Director's statement
Frauke Lodders
»When I had the idea for ‘Gotteskinder’, I thought it wouldn't work in Germany. At the time, I didn't realise that there were significant numbers of evangelical Christians in Germany and that they weren't primarily an American phenomenon. As I immersed myself more and more in the world of evangelical free churches during my research, I was both fascinated and shocked at the same time: behind the often very modern and thoroughly inviting exterior, there is a strictly conservative world in which strict patriarchal rules apply and, for example, homosexual people are not only marginalised, but in some cases even denied that homosexuality exists at all.
Nevertheless, these churches are extremely successful - and while the Catholic and Protestant churches are losing members, the number of members of free churches is increasing rapidly, especially among young people.
In order to tell a film that is deeply rooted in reality, I spent a year doing intensive research, attended events of various free churches myself, had contact under a pretext with so-called therapists who carry out conversion therapies and thus gained a deep insight into the lives of members of evangelical free churches.
It is important to mention that not all free churches are like the one shown in the film. The range of free churches varies from cosmopolitan and liberal to extremely fundamentalist and cover all facets in between. With ‘Children of God’, it was important to me to make a film that tells the story from the perspective of people who live in an evangelical church and are fully committed to their faith - in other words, not to show an outside view of a parallel world, but an inside view.

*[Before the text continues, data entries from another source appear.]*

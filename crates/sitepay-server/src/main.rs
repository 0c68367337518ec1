//! sitepay server binary.
//!
//! Reads `config.toml` (or the path specified with `--config`), opens an
//! in-process SQLite store, and serves the JSON API over HTTP.
//!
//! # Demo data
//!
//! To populate a fresh database with the demo dataset and exit:
//!
//! ```
//! cargo run -p sitepay-server --bin sitepay -- --seed
//! ```

mod seed;

use std::{
  path::{Path, PathBuf},
  sync::Arc,
};

use anyhow::Context as _;
use clap::Parser;
use serde::Deserialize;
use sitepay_store_sqlite::SqliteStore;
use tokio::net::TcpListener;
use tower_http::trace::TraceLayer;
use tracing::level_filters::LevelFilter;
use tracing_subscriber::EnvFilter;

#[derive(Parser)]
#[command(author, version, about = "Sitepay procurement tracker server")]
struct Cli {
  /// Path to the TOML configuration file.
  #[arg(short, long, default_value = "config.toml")]
  config: PathBuf,

  /// Insert the demo dataset into the store and exit.
  #[arg(long)]
  seed: bool,
}

/// Runtime server configuration, deserialised from `config.toml` with
/// `SITEPAY_`-prefixed environment overrides.
#[derive(Deserialize, Clone)]
struct ServerConfig {
  #[serde(default = "default_host")]
  host:       String,
  #[serde(default = "default_port")]
  port:       u16,
  #[serde(default = "default_store_path")]
  store_path: PathBuf,
}

fn default_host() -> String {
  "127.0.0.1".to_owned()
}

fn default_port() -> u16 {
  8356
}

fn default_store_path() -> PathBuf {
  PathBuf::from("sitepay.db")
}

#[tokio::main]
async fn main() -> anyhow::Result<()> {
  // Initialise tracing.
  tracing_subscriber::fmt()
    .with_env_filter(
      EnvFilter::builder()
        .with_default_directive(LevelFilter::INFO.into())
        .from_env_lossy(),
    )
    .init();

  let cli = Cli::parse();

  // Load configuration.
  let settings = config::Config::builder()
    .add_source(config::File::from(cli.config).required(false))
    .add_source(config::Environment::with_prefix("SITEPAY"))
    .build()
    .context("failed to read config file")?;

  let server_cfg: ServerConfig = settings
    .try_deserialize()
    .context("failed to deserialise ServerConfig")?;

  // Expand `~` in store path.
  let store_path = expand_tilde(&server_cfg.store_path);

  // Open SQLite store.
  let store = SqliteStore::open(&store_path)
    .await
    .with_context(|| format!("failed to open store at {store_path:?}"))?;

  // Helper mode: seed demo data and exit.
  if cli.seed {
    seed::populate(&store).await?;
    tracing::info!("Demo data written to {store_path:?}");
    return Ok(());
  }

  let app = sitepay_api::api_router(Arc::new(store))
    .layer(TraceLayer::new_for_http());
  let address = format!("{}:{}", server_cfg.host, server_cfg.port);

  tracing::info!("Listening on http://{address}");
  let listener = TcpListener::bind(&address)
    .await
    .with_context(|| format!("failed to bind {address}"))?;

  axum::serve(listener, app).await.context("server error")?;

  Ok(())
}

/// Expand a leading `~` to the user's home directory.
fn expand_tilde(path: &Path) -> PathBuf {
  let s = path.to_string_lossy();
  if let Some(rest) = s.strip_prefix("~/")
    && let Ok(home) = std::env::var("HOME")
  {
    return PathBuf::from(home).join(rest);
  }
  path.to_path_buf()
}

I didn't just want to show the negative aspects from my perspective, but also to show what people find attractive about these churches despite everything. I wanted to show how people are accepted in the free churches and experience cohesion in the community, which becomes so important to them that some of them are even prepared to fight against or suppress a part of themselves. Because only if we can understand what leads people to these communities and keeps them there can we help them when they are looking for a way out.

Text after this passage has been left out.